The microphones MIC201 to MIC216 having the same specifications respectively are aligned on the other long surface of the case 2 in positions that oppose to the microphones MIC101 to MIC116. Concretely, a microphone interval is set to D1 (<D0 (a microphone interval in the prior art)) from the microphone MIC 204 to the microphone MIC 213 in the center portion in the alignment direction (longitudinal direction), while a microphone interval is set to D2 (>D0>D1) from the microphone MIC 201 to the microphone MIC 204 and from the microphone MIC 213 to the microphone MIC 216 in both end portions.

Here, in the present embodiment, the number of microphones in each microphone array is set to 16 respectively. But the number of microphones is not limited to this number, and the number of microphones may be set appropriately according to the specifications.

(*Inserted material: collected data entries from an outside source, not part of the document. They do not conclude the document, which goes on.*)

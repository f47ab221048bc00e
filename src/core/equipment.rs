//! Equipment records as served by the read-only equipment store.

use schemars::JsonSchema;
use serde::{Deserialize, Serialize};

#[derive(Debug, Clone, Copy, PartialEq, Eq, Serialize, Deserialize, JsonSchema)]
pub enum EquipmentStatus {
    Operational,
    Warning,
    Offline,
}

#[derive(Debug, Clone, Copy, PartialEq, Eq, Serialize, Deserialize, JsonSchema)]
pub enum MaintenanceStatus {
    Completed,
    Scheduled,
    #[serde(rename = "In Progress")]
    InProgress,
}

/// One historical sample of a sensor.
#[derive(Debug, Clone, PartialEq, Serialize, Deserialize, JsonSchema)]
pub struct SensorReading {
    pub time: String,
    pub value: f64,
}

#[derive(Debug, Clone, PartialEq, Serialize, Deserialize, JsonSchema)]
pub struct Sensor {
    pub name: String,
    pub value: f64,
    pub unit: String,
    /// Ordered oldest to newest.
    pub history: Vec<SensorReading>,
}

#[derive(Debug, Clone, PartialEq, Serialize, Deserialize, JsonSchema)]
pub struct MaintenanceEvent {
    pub id: String,
    pub date: String,
    pub description: String,
    pub status: MaintenanceStatus,
}

#[derive(Debug, Clone, PartialEq, Serialize, Deserialize, JsonSchema)]
#[serde(rename_all = "camelCase")]
pub struct Equipment {
    pub id: String,
    pub name: String,
    #[serde(rename = "type")]
    pub kind: String,
    pub status: EquipmentStatus,
    pub sensors: Vec<Sensor>,
    /// Newest event first.
    pub maintenance_log: Vec<MaintenanceEvent>,
}

impl Equipment {
    /// Matches a routed reference against this record: exact id, or name and id
    /// compared case-insensitively.
    pub fn matches(&self, reference: &str) -> bool {
        let reference = reference.trim();
        !reference.is_empty()
            && (self.id == reference
                || self.id.eq_ignore_ascii_case(reference)
                || self.name.to_lowercase() == reference.to_lowercase())
    }

    /// Current sensor values keyed by sensor name, the diagnostics input shape.
    pub fn sensor_values(&self) -> std::collections::BTreeMap<String, f64> {
        self.sensors
            .iter()
            .map(|sensor| (sensor.name.clone(), sensor.value))
            .collect()
    }
}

Next, as shown in FIG. 2, a audio conference device 1 of the present embodiment includes an input/output connector 11, an input/output I/F 12, a directivity-of-emitted-sound controlling portion 13, D/A converters 14, sound emitting amplifiers 15, the above speaker array SPA (speakers SP1 to SP16), the above microphone arrays MA10, MA20 (the microphones MIC101 to MIC116, MIC201 to MIC216), sound collecting amplifiers 16, A/D converters 17, sound collecting beam generating portions 181, 182, a sound collecting beam selecting portion 19, and an echo canceling portion 20.

The input/output I/F 12 converts the input sound signal, which is input from other sound emitting device via the input/output connector 11, from a data format (protocol) compatible with the network to a predetermined sound data format, and then sends the converted sound signal to the directivity-of-emitted-sound controlling portion 13 via the echo canceling portion 20. Also, the input/output I/F 12 converts the output sound signal generated by the echo canceling portion 20 into a data format (protocol) compatible with the network, and sends out the converted sound signal to the network via the input/output connector 11.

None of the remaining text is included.